** PROBLEM STATEMENT **
Print nothing except the lines of the listing below from the line with "body is ignored." to the line with "received; non-success statuses", each exactly as written, both ends included.

** EXERCISE INPUTS **
════════════════════

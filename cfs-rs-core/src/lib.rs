//! Numerical building blocks shared by the `cfs-rs` correlation filter crates.
//!
//! The only transform the trainer needs is an N-dimensional discrete Fourier
//! transform over `ndarray` storage, provided by [`num_rs::fftn`] and
//! [`num_rs::ifftn`].

#![deny(missing_docs)]

use core::fmt;

/// Numpy-flavoured array numerics.
pub mod num_rs;

/// Errors raised by the numerical core.
#[derive(Debug, Clone, PartialEq, Eq)]
pub enum Error {
    /// Argument passed into a function was invalid.
    InvalidArg {
        /// The invalid arg
        arg: String,
        /// Explaining why arg is invalid.
        reason: String,
    },
}

impl fmt::Display for Error {
    fn fmt(&self, f: &mut fmt::Formatter<'_>) -> fmt::Result {
        match self {
            Error::InvalidArg { arg, reason } => write!(f, "Invalid argument `{arg}`: {reason}"),
        }
    }
}

impl std::error::Error for Error {}

/// Result alias over [`Error`].
pub type Result<T> = core::result::Result<T, Error>;
//! Correlation filter synthesis and the trainer that owns the training sets.

mod config;
mod otsdf;
mod shared;
mod trained;
mod trainer;

pub use config::*;
pub use otsdf::*;
pub use shared::*;
pub use trained::*;
pub use trainer::*;
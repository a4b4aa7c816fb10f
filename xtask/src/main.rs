use anyhow::{anyhow, bail, Context, Result};
use cfs_rs::filter::{FilterTrainer, RankMode};
use cfs_rs::signal::Signal;
use serde::{Deserialize, Serialize};
use serde_json::json;
use std::fs;
use std::io::Write;
use std::path::{Path, PathBuf};
use std::process::{Command, Stdio};
use std::time::{Instant, SystemTime, UNIX_EPOCH};
use std::{env, iter};

/// Interpreter used when `PYTHON` is unset.
const DEFAULT_PYTHON_BIN: &str = "python3";

/// Largest coefficient deviation from the NumPy reference that still passes.
const PARITY_MAX_ABS: f64 = 1e-8;

const PY_OTSDF_SCRIPT: &str = r#"
import json
import sys
import time
import numpy as np

env = json.loads(sys.stdin.read())
iters = int(env["iters"])
p = env["payload"]
shape = tuple(p["shape"])

def _signals(key):
    return [np.asarray(v, dtype=float).reshape(shape) for v in p[key]]

auth = _signals("authentic")
imp = _signals("impostor")

def _compute():
    X = [np.fft.fftn(x) for x in auth + imp]
    na = len(auth)
    d_a = np.mean([np.abs(x) ** 2 for x in X[:na]], axis=0)
    d_m = np.mean([np.abs(x) ** 2 for x in X[na:]], axis=0) if imp else np.zeros(shape)
    T = p["alpha"] * d_a + p["beta"] * d_m + p["gamma"]
    n = len(X)
    d = float(np.prod(shape))
    A = np.array([[np.sum(np.conj(X[i]) * X[j] / T) for j in range(n)] for i in range(n)])
    u = np.array([d] * na + [0.0] * (n - na), dtype=complex)
    lam, V = np.linalg.eigh(A)
    keep = lam > p["eig_cutoff"] * lam.max()
    Vk = V[:, keep]
    c = Vk @ ((Vk.conj().T @ u) / lam[keep])
    H = sum(ci * xi for ci, xi in zip(c, X)) / T
    return np.real(np.fft.ifftn(H))

y = np.asarray(_compute(), dtype=float).reshape(-1)

t0 = time.perf_counter_ns()
for _ in range(iters):
    _compute()
t1 = time.perf_counter_ns()

print(json.dumps({
    "output": y.tolist(),
    "avg_ns": (t1 - t0) / max(iters, 1),
    "python_version": sys.version.split()[0],
    "numpy_version": np.__version__
}))
"#;

#[derive(Debug, Deserialize)]
struct NumpyReference {
    output: Vec<f64>,
    avg_ns: f64,
    python_version: String,
    numpy_version: String,
}

/// How closely the trained coefficients track the NumPy reference.
#[derive(Debug, Serialize, Clone, Copy)]
struct Agreement {
    pearson_r: f64,
    mae: f64,
    rmse: f64,
    max_abs: f64,
}

impl Agreement {
    fn measure(case_id: &str, trained: &[f64], reference: &[f64]) -> Result<Self> {
        if trained.len() != reference.len() || trained.is_empty() {
            bail!(
                "{case_id}: trained filter has {} coefficients, reference has {}",
                trained.len(),
                reference.len()
            );
        }
        let n = trained.len() as f64;
        let mean_t = trained.iter().sum::<f64>() / n;
        let mean_r = reference.iter().sum::<f64>() / n;
        let (mut abs_sum, mut sq_sum, mut max_abs) = (0.0, 0.0, 0.0f64);
        let (mut cov, mut var_t, mut var_r) = (0.0, 0.0, 0.0);
        for (&t, &r) in iter::zip(trained, reference) {
            let err = t - r;
            abs_sum += err.abs();
            sq_sum += err * err;
            max_abs = max_abs.max(err.abs());
            cov += (t - mean_t) * (r - mean_r);
            var_t += (t - mean_t) * (t - mean_t);
            var_r += (r - mean_r) * (r - mean_r);
        }
        let pearson_r = if var_t > 0.0 && var_r > 0.0 {
            cov / (var_t * var_r).sqrt()
        } else if trained == reference {
            1.0
        } else {
            0.0
        };
        Ok(Self {
            pearson_r,
            mae: abs_sum / n,
            rmse: (sq_sum / n).sqrt(),
            max_abs,
        })
    }
}

#[derive(Debug, Serialize, Clone)]
struct ParityRow {
    case_id: String,
    rank_mode: String,
    rank: usize,
    constraints: usize,
    #[serde(flatten)]
    agreement: Agreement,
    rust_ns: f64,
    python_ns: f64,
}

#[derive(Debug, Serialize)]
struct ParityBundle {
    generated_epoch_seconds: u64,
    python_executable: String,
    python_version: String,
    numpy_version: String,
    rows: Vec<ParityRow>,
}

/// One training scenario shared by the Rust trainer and the NumPy reference.
struct ParityCase {
    case_id: &'static str,
    shape: Vec<usize>,
    authentic: Vec<Vec<f64>>,
    impostor: Vec<Vec<f64>>,
    alpha: f64,
    beta: f64,
    gamma: f64,
    rank_mode: RankMode,
}

impl ParityCase {
    fn bins(&self) -> usize {
        self.shape.iter().product()
    }

    fn constraints(&self) -> usize {
        self.authentic.len() + self.impostor.len()
    }

    /// Relative eigenvalue cutoff the Rust solve applies in this mode.
    fn eig_cutoff(&self) -> f64 {
        match self.rank_mode {
            RankMode::Full => f64::EPSILON * (self.constraints() * self.bins()) as f64,
            RankMode::Reduced => f64::EPSILON.sqrt(),
        }
    }
}

fn main() -> Result<()> {
    match env::args().nth(1).as_deref() {
        Some("parity") => run_parity(),
        _ => {
            eprintln!("Usage:");
            eprintln!("  cargo run -p xtask -- parity");
            eprintln!("Set PYTHON to choose the interpreter (default {DEFAULT_PYTHON_BIN}).");
            Ok(())
        }
    }
}

fn run_parity() -> Result<()> {
    let ts = SystemTime::now()
        .duration_since(UNIX_EPOCH)
        .unwrap_or_default()
        .as_secs();
    let out_dir = PathBuf::from(format!("target/parity/{ts}"));
    fs::create_dir_all(&out_dir).context("creating parity output directory")?;

    let python_bin = env::var_os("PYTHON")
        .map(PathBuf::from)
        .unwrap_or_else(|| PathBuf::from(DEFAULT_PYTHON_BIN));
    let mut rows = Vec::new();
    let mut versions = None;

    for case in reference_cases() {
        let mut trainer = build_trainer(&case)?;
        let rust_ns = time_training(&mut trainer, 20)
            .with_context(|| format!("{}: timing training", case.case_id))?;
        let filter = trainer
            .train()
            .map_err(|e| anyhow!("{} training failed: {e}", case.case_id))?;
        let trained = filter.coefficients().iter().copied().collect::<Vec<_>>();

        let reference = numpy_reference(&python_bin, &case, 5)?;
        rows.push(ParityRow {
            case_id: case.case_id.to_string(),
            rank_mode: case.rank_mode.to_string(),
            rank: filter.rank(),
            constraints: filter.diagnostics().constraints,
            agreement: Agreement::measure(case.case_id, &trained, &reference.output)?,
            rust_ns,
            python_ns: reference.avg_ns,
        });
        versions.get_or_insert((reference.python_version, reference.numpy_version));
    }

    let (python_version, numpy_version) = versions.unwrap_or_default();
    let bundle = ParityBundle {
        generated_epoch_seconds: ts,
        python_executable: python_bin.to_string_lossy().into_owned(),
        python_version,
        numpy_version,
        rows,
    };
    fs::write(
        out_dir.join("summary.json"),
        serde_json::to_vec_pretty(&bundle).context("serializing parity summary")?,
    )
    .context("writing summary.json")?;
    write_summary_csv(&out_dir.join("summary.csv"), &bundle.rows)?;

    println!("Parity artifacts in {}", out_dir.display());
    for row in &bundle.rows {
        println!(
            "  - {} ({}): rank {}/{}, max_abs {:.3e}, r {:.9}",
            row.case_id,
            row.rank_mode,
            row.rank,
            row.constraints,
            row.agreement.max_abs,
            row.agreement.pearson_r
        );
    }

    let failing = bundle
        .rows
        .iter()
        .filter(|row| !(row.agreement.max_abs <= PARITY_MAX_ABS))
        .map(|row| row.case_id.as_str())
        .collect::<Vec<_>>();
    if !failing.is_empty() {
        bail!("parity exceeded {PARITY_MAX_ABS:e} for: {}", failing.join(", "));
    }
    Ok(())
}

fn build_trainer(case: &ParityCase) -> Result<FilterTrainer<f64>> {
    let mut trainer = FilterTrainer::new(case.alpha, case.beta, case.gamma)?;
    trainer.set_rank_mode(case.rank_mode == RankMode::Full);
    for values in &case.authentic {
        let signal = Signal::from_shape_vec(&case.shape, values.clone())?;
        trainer
            .try_add_auth(&signal)
            .with_context(|| format!("{}: authentic example rejected", case.case_id))?;
    }
    for values in &case.impostor {
        let signal = Signal::from_shape_vec(&case.shape, values.clone())?;
        trainer
            .try_add_imp(&signal)
            .with_context(|| format!("{}: impostor example rejected", case.case_id))?;
    }
    Ok(trainer)
}

fn reference_cases() -> Vec<ParityCase> {
    let boxcar = vec![
        0., 0., 0., 0., 0., 1., 1., 1., 1., 1., 0., 0., 0., 0., 0.,
    ];
    let x = pattern(16, 16, 1.0, 0.3);
    let doubled = x.iter().map(|v| 2.0 * v).collect::<Vec<_>>();
    vec![
        ParityCase {
            case_id: "boxcar_1d_full",
            shape: vec![15],
            authentic: vec![boxcar],
            impostor: vec![],
            alpha: 1e-5,
            beta: 1.0 - 1e-5,
            gamma: 0.5,
            rank_mode: RankMode::Full,
        },
        ParityCase {
            case_id: "image_2d_full",
            shape: vec![24, 20],
            authentic: (0..3)
                .map(|k| pattern(24, 20, 1.0 + k as f64, 0.1 * k as f64))
                .collect(),
            impostor: (0..2)
                .map(|k| pattern(24, 20, 5.5 + k as f64, 1.7))
                .collect(),
            alpha: 0.2,
            beta: 0.7,
            gamma: 0.1,
            rank_mode: RankMode::Full,
        },
        ParityCase {
            case_id: "image_2d_reduced",
            shape: vec![16, 16],
            authentic: vec![x, doubled, pattern(16, 16, 3.0, 0.9)],
            impostor: vec![pattern(16, 16, 7.0, 2.2)],
            alpha: 1e-5,
            beta: 1.0 - 1e-5,
            gamma: 0.5,
            rank_mode: RankMode::Reduced,
        },
    ]
}

/// Smooth synthetic image, row-major.
fn pattern(rows: usize, cols: usize, freq: f64, phase: f64) -> Vec<f64> {
    (0..rows * cols)
        .map(|n| {
            let (i, j) = ((n / cols) as f64, (n % cols) as f64);
            (freq * i / rows as f64 * 6.0 + phase).sin() * (0.7 * freq * j / cols as f64 * 6.0).cos()
                + 0.05 * (i - j)
        })
        .collect()
}

/// Mean wall time of one `train()` over `iters` runs, in nanoseconds.
fn time_training(trainer: &mut FilterTrainer<f64>, iters: u32) -> Result<f64> {
    let start = Instant::now();
    for _ in 0..iters {
        trainer.train().map_err(|e| anyhow!("{e}"))?;
    }
    Ok(start.elapsed().as_nanos() as f64 / f64::from(iters.max(1)))
}

/// Run the NumPy closed form on `case` and read back its coefficients.
fn numpy_reference(python_bin: &Path, case: &ParityCase, iters: usize) -> Result<NumpyReference> {
    let payload = json!({
        "iters": iters,
        "payload": {
            "shape": case.shape,
            "authentic": case.authentic,
            "impostor": case.impostor,
            "alpha": case.alpha,
            "beta": case.beta,
            "gamma": case.gamma,
            "eig_cutoff": case.eig_cutoff(),
        }
    });
    let mut child = Command::new(python_bin)
        .arg("-c")
        .arg(PY_OTSDF_SCRIPT)
        .stdin(Stdio::piped())
        .stdout(Stdio::piped())
        .stderr(Stdio::piped())
        .spawn()
        .with_context(|| format!("spawning python interpreter at {}", python_bin.display()))?;
    child
        .stdin
        .take()
        .context("opening python stdin")?
        .write_all(&serde_json::to_vec(&payload).context("serializing python payload")?)
        .context("writing payload to python stdin")?;

    let output = child
        .wait_with_output()
        .context("waiting for python process")?;
    if !output.status.success() {
        bail!(
            "{}: numpy reference failed: {}",
            case.case_id,
            String::from_utf8_lossy(&output.stderr)
        );
    }
    serde_json::from_slice(&output.stdout)
        .with_context(|| format!("{}: parsing numpy reference output", case.case_id))
}

fn write_summary_csv(path: &Path, rows: &[ParityRow]) -> Result<()> {
    let mut out = String::from(
        "case_id,rank_mode,rank,constraints,pearson_r,mae,rmse,max_abs,rust_ns,python_ns\n",
    );
    for row in rows {
        let a = &row.agreement;
        out.push_str(&format!(
            "{},{},{},{},{:.12},{:.12},{:.12},{:.12},{:.3},{:.3}\n",
            row.case_id,
            row.rank_mode,
            row.rank,
            row.constraints,
            a.pearson_r,
            a.mae,
            a.rmse,
            a.max_abs,
            row.rust_ns,
            row.python_ns
        ));
    }
    fs::write(path, out).with_context(|| format!("writing {}", path.display()))
}

#[cfg(test)]
mod tests {
    use super::*;

    #[test]
    fn agreement_of_identical_and_shifted_outputs() {
        let a = [0.5, -1.0, 2.0, 0.25];
        let same = Agreement::measure("same", &a, &a).expect("same length");
        assert_eq!(same.max_abs, 0.0);
        assert!((same.pearson_r - 1.0).abs() < 1e-12);

        let shifted = a.map(|v| v + 0.1);
        let off = Agreement::measure("shifted", &a, &shifted).expect("same length");
        assert!((off.max_abs - 0.1).abs() < 1e-12);
        assert!((off.rmse - 0.1).abs() < 1e-12);
        assert!((off.pearson_r - 1.0).abs() < 1e-12);
    }

    #[test]
    fn agreement_rejects_mismatched_lengths() {
        assert!(Agreement::measure("short", &[1.0, 2.0], &[1.0]).is_err());
    }

    #[test]
    fn full_mode_cutoff_scales_with_problem_size() {
        let case = &reference_cases()[1];
        assert_eq!(case.bins(), 24 * 20);
        assert_eq!(case.constraints(), 5);
        assert_eq!(case.eig_cutoff(), f64::EPSILON * (5 * 24 * 20) as f64);
    }
}
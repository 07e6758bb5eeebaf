//! Platform keychain credential store
//!
//! The saved credential is kept as one JSON secret under
//! [`KEYCHAIN_SERVICE`], with the OS user name as the account.

use async_trait::async_trait;
use keyring::Entry;
use postbox_core::CredentialStore;
use postbox_domain::constants::KEYCHAIN_SERVICE;
use postbox_domain::{Result, SavedCredential};
use tracing::{debug, warn};

use crate::errors::InfraError;

#[derive(Debug, Clone)]
pub struct KeychainCredentialStore {
    service: String,
    account: String,
}

impl KeychainCredentialStore {
    pub fn new(service: impl Into<String>, account: impl Into<String>) -> Self {
        Self { service: service.into(), account: account.into() }
    }

    /// Entry for the current OS user under the default service name.
    pub fn for_current_user() -> Self {
        Self::new(KEYCHAIN_SERVICE, current_os_user())
    }

    pub fn account(&self) -> &str {
        &self.account
    }

    fn entry(&self) -> Result<Entry> {
        Entry::new(&self.service, &self.account).map_err(|e| InfraError::from(e).into())
    }
}

/// OS login name, `default` when the environment does not say.
pub fn current_os_user() -> String {
    ["USER", "USERNAME", "LOGNAME"]
        .iter()
        .find_map(|key| std::env::var(key).ok().filter(|v| !v.trim().is_empty()))
        .unwrap_or_else(|| "default".to_string())
}

#[async_trait]
impl CredentialStore for KeychainCredentialStore {
    async fn load(&self) -> Result<Option<SavedCredential>> {
        let entry = self.entry()?;
        let secret = match entry.get_password() {
            Ok(secret) => secret,
            Err(keyring::Error::NoEntry) => return Ok(None),
            Err(err) => return Err(InfraError::from(err).into()),
        };

        match serde_json::from_str::<SavedCredential>(&secret) {
            Ok(saved) => Ok(Some(saved)),
            Err(err) => {
                warn!(account = %self.account, error = %err, "keychain credential is corrupt; deleting it");
                self.delete().await?;
                Ok(None)
            }
        }
    }

    async fn save(&self, credential: &SavedCredential) -> Result<()> {
        let secret = serde_json::to_string(credential).map_err(InfraError::from)?;
        self.entry()?.set_password(&secret).map_err(InfraError::from)?;
        debug!(account = %self.account, "saved credential stored in keychain");
        Ok(())
    }

    async fn delete(&self) -> Result<()> {
        match self.entry()?.delete_credential() {
            Ok(()) | Err(keyring::Error::NoEntry) => Ok(()),
            Err(err) => Err(InfraError::from(err).into()),
        }
    }
}
//! Port interfaces for HTTP dispatch
//!
//! The core never talks to the network itself. Infrastructure provides an
//! [`HttpTransport`] that resolves endpoints against the configured base URL
//! and reports every completed exchange as an [`HttpResponse`], whatever its
//! status.

use std::fmt;

use async_trait::async_trait;
use postbox_domain::{HttpMethod, Result};

/// A fully built request, ready for one dispatch
#[derive(Clone, PartialEq, Eq)]
pub struct HttpRequest {
    pub method: HttpMethod,
    /// Path (and query) relative to the base URL
    pub endpoint: String,
    pub bearer_token: Option<String>,
    /// Sent with `Content-Type: application/json` when present
    pub json_body: Option<String>,
}

impl HttpRequest {
    pub fn is_authorized(&self) -> bool {
        self.bearer_token.is_some()
    }
}

impl fmt::Debug for HttpRequest {
    fn fmt(&self, f: &mut fmt::Formatter<'_>) -> fmt::Result {
        f.debug_struct("HttpRequest")
            .field("method", &self.method)
            .field("endpoint", &self.endpoint)
            .field("bearer_token", &self.bearer_token.as_ref().map(|_| "<redacted>"))
            .field("has_body", &self.json_body.is_some())
            .finish()
    }
}

/// A completed exchange
#[derive(Debug, Clone, PartialEq, Eq)]
pub struct HttpResponse {
    pub status: u16,
    /// Canonical reason phrase, if the status has one
    pub reason: Option<String>,
    pub body: String,
}

impl HttpResponse {
    pub fn new(status: u16, body: impl Into<String>) -> Self {
        Self { status, reason: None, body: body.into() }
    }

    #[must_use]
    pub fn with_reason(mut self, reason: impl Into<String>) -> Self {
        self.reason = Some(reason.into());
        self
    }

    pub fn is_success(&self) -> bool {
        (200..300).contains(&self.status)
    }

    pub fn is_unauthorized(&self) -> bool {
        self.status == 401
    }

    /// 204 No Content or 202 Accepted; the body is ignored.
    pub fn is_empty_success(&self) -> bool {
        matches!(self.status, 202 | 204)
    }
}

/// Trait for dispatching one request
#[async_trait]
pub trait HttpTransport: Send + Sync {
    /// Dispatch `request` once.
    ///
    /// Returns `Err(PostboxError::Transport)` only when no response was
    /// received; non-success statuses are returned as `Ok`.
    async fn execute(&self, request: HttpRequest) -> Result<HttpResponse>;
}
//! Port interfaces for credential persistence
//!
//! A store holds at most one [`SavedCredential`], keyed implicitly by the
//! current OS user. Implementations must treat unreadable or malformed
//! persisted content as absence rather than an error.

use async_trait::async_trait;
use postbox_domain::{Result, SavedCredential};

/// Trait for persisting the single saved credential
#[async_trait]
pub trait CredentialStore: Send + Sync {
    /// Load the saved credential, `None` if missing or corrupt
    async fn load(&self) -> Result<Option<SavedCredential>>;

    /// Replace the saved credential as a whole
    async fn save(&self, credential: &SavedCredential) -> Result<()>;

    /// Delete the saved credential; succeeds when nothing is saved
    async fn delete(&self) -> Result<()>;

    /// Update only the token pair, keeping the saved email and password
    async fn save_tokens(&self, access_token: &str, refresh_token: &str) -> Result<()> {
        let updated = self
            .load()
            .await?
            .unwrap_or_default()
            .with_tokens(access_token, refresh_token);
        self.save(&updated).await
    }
}
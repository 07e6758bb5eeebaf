//! Client context - dependency injection container

use std::sync::Arc;

use postbox_core::{ApiService, CredentialStore, HttpTransport, MessagingService, ScheduleService};
use postbox_domain::{Config, Result};
use tracing::info;

use crate::credentials::open_store;
use crate::http::HttpClient;

/// Holds the configured services for one process
pub struct PostboxContext {
    pub config: Config,
    pub api: Arc<ApiService>,
    pub messaging: MessagingService,
    pub schedule: ScheduleService,
}

impl PostboxContext {
    /// Build the reqwest transport and credential backend named by `config`.
    pub fn new(config: Config) -> Result<Self> {
        let transport: Arc<dyn HttpTransport> = Arc::new(HttpClient::from_config(&config.api)?);
        let credentials = open_store(&config.credentials)?;

        info!(
            base_url = %config.api.base_url,
            backend = %config.credentials.backend,
            "postbox context initialized"
        );
        Ok(Self::from_parts(config, transport, credentials))
    }

    /// Wire explicit adapters, e.g. a mock server transport in tests.
    pub fn from_parts(
        config: Config,
        transport: Arc<dyn HttpTransport>,
        credentials: Arc<dyn CredentialStore>,
    ) -> Self {
        let api = Arc::new(ApiService::new(transport, credentials, &config));
        let messaging = MessagingService::new(api.clone());
        let schedule = ScheduleService::new(api.clone());
        Self { config, api, messaging, schedule }
    }
}
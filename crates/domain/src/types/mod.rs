//! Domain types

pub mod auth;
pub mod message;
pub mod request;
pub mod schedule;
pub mod user;

pub use auth::{AuthResponse, Login, SavedCredential, Session};
pub use message::{CreateMessage, ReceivedMessage, ReceivedMessageStub, SentMessage, SentMessageStub};
pub use request::{HttpMethod, RequestDescriptor};
pub use schedule::{Block, FreeBlock, FreeBlockCollection};
pub use user::UserRecord;
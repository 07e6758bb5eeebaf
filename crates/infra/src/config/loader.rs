//! Configuration loader
//!
//! Loads client configuration from environment variables or files.
//!
//! ## Loading Strategy
//! 1. When `POSTBOX_BASE_URL` is set, configuration comes from the environment
//! 2. Otherwise the loader probes for a config file
//! 3. With no file found, built-in defaults apply
//!
//! ## Environment Variables
//! - `POSTBOX_BASE_URL`: Service base URL (required for the env source)
//! - `POSTBOX_TIMEOUT_SECS`: Per-request timeout in seconds
//! - `POSTBOX_MAX_AUTH_ATTEMPTS`: Total dispatches per call under auth retry
//! - `POSTBOX_USER_AGENT`: User-Agent header value
//! - `POSTBOX_CREDENTIAL_BACKEND`: `file`, `keychain` or `memory`
//! - `POSTBOX_CREDENTIAL_PATH`: Saved credential file location
//! - `POSTBOX_PROFILE_FAILURE`: `non_fatal` or `invalidate`
//!
//! ## File Locations
//! The loader probes the following paths (in order):
//! 1. `./postbox.{json,toml}` then `./config.{json,toml}`
//! 2. The same names in the parent and grandparent directories
//! 3. The same names beside the executable

use std::path::{Path, PathBuf};
use std::str::FromStr;

use postbox_domain::{
    ApiConfig, Config, CredentialBackend, CredentialConfig, PostboxError, ProfileFailurePolicy,
    Result, SessionConfig,
};

use crate::errors::InfraError;

pub const BASE_URL_VAR: &str = "POSTBOX_BASE_URL";
pub const TIMEOUT_VAR: &str = "POSTBOX_TIMEOUT_SECS";
pub const MAX_AUTH_ATTEMPTS_VAR: &str = "POSTBOX_MAX_AUTH_ATTEMPTS";
pub const USER_AGENT_VAR: &str = "POSTBOX_USER_AGENT";
pub const CREDENTIAL_BACKEND_VAR: &str = "POSTBOX_CREDENTIAL_BACKEND";
pub const CREDENTIAL_PATH_VAR: &str = "POSTBOX_CREDENTIAL_PATH";
pub const PROFILE_FAILURE_VAR: &str = "POSTBOX_PROFILE_FAILURE";

const FILE_NAMES: [&str; 4] = ["postbox.json", "postbox.toml", "config.json", "config.toml"];

/// Load configuration with automatic fallback strategy
///
/// # Errors
/// Returns `PostboxError::Config` if an environment value is malformed or a
/// discovered config file cannot be parsed.
pub fn load() -> Result<Config> {
    if std::env::var_os(BASE_URL_VAR).is_some() {
        let config = load_from_env()?;
        tracing::info!("Configuration loaded from environment variables");
        return Ok(config);
    }

    match probe_config_paths() {
        Some(path) => load_from_file(Some(path)),
        None => {
            tracing::debug!("No config source found, using defaults");
            Ok(Config::default())
        }
    }
}

/// Load configuration from environment variables
///
/// `POSTBOX_BASE_URL` must be set; every other variable falls back to its
/// default when absent.
///
/// # Errors
/// Returns `PostboxError::Config` if the base URL is missing or a value does
/// not parse.
pub fn load_from_env() -> Result<Config> {
    let defaults = ApiConfig::default();

    let api = ApiConfig {
        base_url: env_var(BASE_URL_VAR)?,
        timeout_secs: env_parsed(TIMEOUT_VAR)?.unwrap_or(defaults.timeout_secs),
        max_auth_attempts: env_parsed(MAX_AUTH_ATTEMPTS_VAR)?.unwrap_or(defaults.max_auth_attempts),
        user_agent: env_optional(USER_AGENT_VAR),
    };

    let credentials = CredentialConfig {
        backend: env_parsed::<CredentialBackend>(CREDENTIAL_BACKEND_VAR)?.unwrap_or_default(),
        path: env_optional(CREDENTIAL_PATH_VAR).map(PathBuf::from),
    };

    let session = SessionConfig {
        profile_failure: env_parsed::<ProfileFailurePolicy>(PROFILE_FAILURE_VAR)?
            .unwrap_or_default(),
    };

    Ok(Config { api, credentials, session })
}

/// Load configuration from a file
///
/// If `path` is `None`, probes the standard locations via
/// [`probe_config_paths`].
///
/// # Errors
/// Returns `PostboxError::Config` if the file is missing, unreadable, or
/// malformed.
pub fn load_from_file(path: Option<PathBuf>) -> Result<Config> {
    let config_path = match path {
        Some(p) => {
            if !p.exists() {
                return Err(PostboxError::Config(format!("Config file not found: {}", p.display())));
            }
            p
        }
        None => probe_config_paths().ok_or_else(|| {
            PostboxError::Config("No config file found in any of the standard locations".to_string())
        })?,
    };

    tracing::info!(path = %config_path.display(), "Loading configuration from file");

    let contents = std::fs::read_to_string(&config_path)
        .map_err(|e| PostboxError::Config(format!("Failed to read config file: {e}")))?;

    parse_config(&contents, &config_path)
}

/// Parse configuration text, picking the format from the file extension.
pub fn parse_config(contents: &str, path: &Path) -> Result<Config> {
    let extension = path.extension().and_then(|e| e.to_str()).unwrap_or("json");

    match extension {
        "toml" => toml::from_str(contents).map_err(|e| InfraError::from(e).into()),
        "json" => serde_json::from_str(contents)
            .map_err(|e| PostboxError::Config(format!("Invalid JSON format: {e}"))),
        _ => Err(PostboxError::Config(format!("Unsupported config format: {extension}"))),
    }
}

/// First existing config file among the standard locations.
pub fn probe_config_paths() -> Option<PathBuf> {
    let mut roots = Vec::new();

    if let Ok(cwd) = std::env::current_dir() {
        roots.extend(cwd.ancestors().take(3).map(Path::to_path_buf));
    }

    if let Some(exe_dir) = std::env::current_exe().ok().and_then(|p| p.parent().map(Path::to_path_buf)) {
        roots.push(exe_dir);
    }

    probe_in(&roots)
}

fn probe_in(roots: &[PathBuf]) -> Option<PathBuf> {
    roots
        .iter()
        .flat_map(|root| FILE_NAMES.iter().map(move |name| root.join(name)))
        .find(|candidate| candidate.is_file())
}

fn env_var(key: &str) -> Result<String> {
    env_optional(key).ok_or_else(|| {
        PostboxError::Config(format!("Missing required environment variable: {key}"))
    })
}

/// Set and non-blank, trimmed.
fn env_optional(key: &str) -> Option<String> {
    std::env::var(key).ok().map(|v| v.trim().to_string()).filter(|v| !v.is_empty())
}

fn env_parsed<T>(key: &str) -> Result<Option<T>>
where
    T: FromStr,
    T::Err: std::fmt::Display,
{
    env_optional(key)
        .map(|raw| {
            raw.parse::<T>().map_err(|e| PostboxError::Config(format!("Invalid {key}: {e}")))
        })
        .transpose()
}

════════════════════

** SOLVED EXERCISE **
    /// 204 No Content or 202 Accepted; the body is ignored.
    pub fn is_empty_success(&self) -> bool {
        matches!(self.status, 202 | 204)
    }
}

/// Trait for dispatching one request
#[async_trait]
pub trait HttpTransport: Send + Sync {
    /// Dispatch `request` once.
    ///
    /// Returns `Err(PostboxError::Transport)` only when no response was
    /// received; non-success statuses are returned as `Ok`.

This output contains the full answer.